## WORK REQUIRED
Look below for the lines from the one with "let args = Args::parse();" to the one with "let mut shooting", and copy exactly those lines, both ends included.

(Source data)
##########

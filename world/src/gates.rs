//! Authoritative gate state management.
//!
//! A gate is a stateful arithmetic puzzle node. It spawns `Armed`, absorbs
//! projectile mutations while armed, and reaches exactly one of two
//! absorbing terminal states: `Triggered` (the crowd passed through it) or
//! `Disabled` (its sibling fired first). Terminal states ignore all further
//! stimulus.

use crowd_rush_core::{
    Event, GateId, GateOperator, GatePhase, GateSnapshot, GateSpan, GateSpec, PairId,
};

#[derive(Clone, Copy, Debug)]
pub(crate) struct GateState {
    pub(crate) id: GateId,
    pub(crate) pair: PairId,
    pub(crate) sibling: GateId,
    pub(crate) operator: GateOperator,
    pub(crate) magnitude: u32,
    pub(crate) phase: GatePhase,
    pub(crate) span: GateSpan,
    pub(crate) line_z: f32,
}

/// Outcome of a projectile impact against a gate.
#[derive(Clone, Copy, Debug, PartialEq, Eq)]
pub(crate) enum HitOutcome {
    /// The gate mutated its operator or magnitude.
    Mutated,
    /// The gate stopped the projectile without a numeric effect.
    Absorbed,
    /// The gate's interaction surface is gone; the projectile flies on.
    Ignored,
}

/// Registry that stores gates and manages identifier allocation.
#[derive(Clone, Debug, Default)]
pub(crate) struct GateRegistry {
    entries: Vec<GateState>,
    next_id: u32,
}

impl GateRegistry {
    fn allocate(&mut self) -> GateId {
        let id = GateId::new(self.next_id);
        self.next_id += 1;
        id
    }

    /// Materializes a reciprocal gate pair, clamping magnitudes to one.
    pub(crate) fn spawn_pair(
        &mut self,
        pair: PairId,
        line_z: f32,
        left: GateSpec,
        right: GateSpec,
        out_events: &mut Vec<Event>,
    ) {
        let left_id = self.allocate();
        let right_id = self.allocate();

        self.entries.push(GateState {
            id: left_id,
            pair,
            sibling: right_id,
            operator: left.operator,
            magnitude: left.magnitude.max(1),
            phase: GatePhase::Armed,
            span: left.span,
            line_z,
        });
        self.entries.push(GateState {
            id: right_id,
            pair,
            sibling: left_id,
            operator: right.operator,
            magnitude: right.magnitude.max(1),
            phase: GatePhase::Armed,
            span: right.span,
            line_z,
        });

        out_events.push(Event::GatePairSpawned {
            pair,
            left: left_id,
            right: right_id,
        });
    }

    fn entry_mut(&mut self, gate: GateId) -> Option<&mut GateState> {
        self.entries.iter_mut().find(|entry| entry.id == gate)
    }

    /// Applies a projectile impact to the gate.
    ///
    /// Additive gates grow by one per hit. Subtractive gates shrink toward
    /// one and then flip to `Add 1` so the crowd can never be offered a
    /// zero or negative gate. Multiply and Divide gates stop the projectile
    /// but are immune to mutation.
    pub(crate) fn on_projectile_hit(
        &mut self,
        gate: GateId,
        out_events: &mut Vec<Event>,
    ) -> HitOutcome {
        let Some(entry) = self.entry_mut(gate) else {
            return HitOutcome::Ignored;
        };
        if entry.phase != GatePhase::Armed {
            return HitOutcome::Ignored;
        }

        match entry.operator {
            GateOperator::Add => entry.magnitude += 1,
            GateOperator::Subtract => {
                if entry.magnitude > 1 {
                    entry.magnitude -= 1;
                } else {
                    entry.operator = GateOperator::Add;
                    entry.magnitude = 1;
                }
            }
            GateOperator::Multiply | GateOperator::Divide => return HitOutcome::Absorbed,
        }

        out_events.push(Event::GateMutated {
            gate: entry.id,
            operator: entry.operator,
            magnitude: entry.magnitude,
        });
        HitOutcome::Mutated
    }

    /// Transitions an armed gate to `Triggered` and its sibling to
    /// `Disabled`, returning the arithmetic to apply to the roster.
    ///
    /// Returns `None` when the gate already reached a terminal state, which
    /// makes re-entry during the same pass a harmless no-op.
    pub(crate) fn try_trigger(
        &mut self,
        gate: GateId,
        out_events: &mut Vec<Event>,
    ) -> Option<(PairId, GateOperator, u32)> {
        let (pair, sibling, operator, magnitude) = {
            let entry = self.entry_mut(gate)?;
            if entry.phase != GatePhase::Armed {
                return None;
            }
            entry.phase = GatePhase::Triggered;
            (entry.pair, entry.sibling, entry.operator, entry.magnitude)
        };

        if let Some(other) = self.entry_mut(sibling) {
            if other.phase == GatePhase::Armed {
                other.phase = GatePhase::Disabled;
                out_events.push(Event::GateDisabled { gate: sibling });
            }
        }

        Some((pair, operator, magnitude))
    }

    /// Armed gates in identifier order, for deterministic crossing checks.
    pub(crate) fn armed(&self) -> Vec<GateState> {
        self.entries
            .iter()
            .copied()
            .filter(|entry| entry.phase == GatePhase::Armed)
            .collect()
    }

    pub(crate) fn snapshots(&self) -> Vec<GateSnapshot> {
        self.entries
            .iter()
            .map(|entry| GateSnapshot {
                id: entry.id,
                pair: entry.pair,
                sibling: entry.sibling,
                operator: entry.operator,
                magnitude: entry.magnitude,
                phase: entry.phase,
                span: entry.span,
                line_z: entry.line_z,
            })
            .collect()
    }
}
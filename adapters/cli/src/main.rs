#![deny(
    unsafe_code,
    missing_docs,
    dead_code,
    unused_results,
    non_snake_case,
    unreachable_pub
)]

//! Headless command-line runner for the Crowd Rush simulation.
//!
//! Boots a world, wires the systems into the command/event loop, and runs
//! a fixed number of ticks, tracing notable events to stdout. Useful for
//! watching a seed play out and for eyeballing determinism between runs.

use std::time::Duration;

use anyhow::Result;
use clap::Parser;

use crowd_rush_core::{Command, Event};
use crowd_rush_enemy_ai::EnemyAi;
use crowd_rush_shooting::Shooting;
use crowd_rush_wave_director::{WaveConfig, WaveDirector};
use crowd_rush_world::{apply, query, World};

/// Command-line options for the headless runner.
#[derive(Debug, Parser)]
#[command(name = "crowd-rush", about = "Run the Crowd Rush simulation headless")]
struct Args {
    /// Seed driving gate selection and enemy patrols.
    #[arg(long, default_value_t = 0)]
    seed: u64,

    /// Number of fixed ticks to simulate.
    #[arg(long, default_value_t = 600)]
    ticks: u32,

    /// Length of one tick in milliseconds.
    #[arg(long = "dt-ms", default_value_t = 100)]
    dt_ms: u64,

    /// Delay between crowd volleys in milliseconds.
    #[arg(long = "fire-ms", default_value_t = 500)]
    fire_ms: u64,

    /// Print every event instead of the notable ones.
    #[arg(long)]
    verbose: bool,
}

fn main() -> Result<()> {
    let args = Args::parse();
    println!("{}", query::welcome_banner());

    let mut world = World::new();
    let lane = query::lane(&world);
    let mut director = WaveDirector::new(WaveConfig { lane, ..WaveConfig::default() }, args.seed)?;
    let mut ai = EnemyAi::new(lane, args.seed);
    let mut shooting = Shooting::new(Duration::from_millis(args.fire_ms));

    let dt = Duration::from_millis(args.dt_ms);
    let mut commands: Vec<Command> = Vec::new();
    let mut events: Vec<Event> = Vec::new();

    director.spawn_opening(query::population(&world), &mut commands);

    for tick in 0..args.ticks {
        commands.push(Command::Tick { dt });

        events.clear();
        for command in commands.drain(..) {
            apply(&mut world, command, &mut events);
        }

        trace(tick, &events, args.verbose);

        let units = query::unit_view(&world);
        let enemies = query::enemy_view(&world);
        director.handle(&events, &mut commands);
        ai.handle(&events, &enemies, &units, &mut commands);
        shooting.handle(&events, &units, &mut commands);

        if director.finished() {
            println!("tick {tick:4}: level complete");
            break;
        }
        if query::population(&world) == 0 {
            println!("tick {tick:4}: crowd wiped out");
            break;
        }
    }

    println!(
        "final population {} of {}, {} projectile(s) in flight",
        query::population(&world),
        query::capacity(&world),
        query::projectiles_in_flight(&world),
    );
    Ok(())
}

/// Prints the tick's events, keeping the quiet path readable.
fn trace(tick: u32, events: &[Event], verbose: bool) {
    for event in events {
        let notable = !matches!(
            event,
            Event::TimeAdvanced { .. } | Event::ProjectileFired { .. }
        );
        if verbose || notable {
            println!("tick {tick:4}: {event:?}");
        }
    }
}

##########

## REPLY
    let args = Args::parse();
    println!("{}", query::welcome_banner());

    let mut world = World::new();
    let lane = query::lane(&world);
    let mut director = WaveDirector::new(WaveConfig { lane, ..WaveConfig::default() }, args.seed)?;
    let mut ai = EnemyAi::new(lane, args.seed);
    let mut shooting = Shooting::new(Duration::from_millis(args.fire_ms));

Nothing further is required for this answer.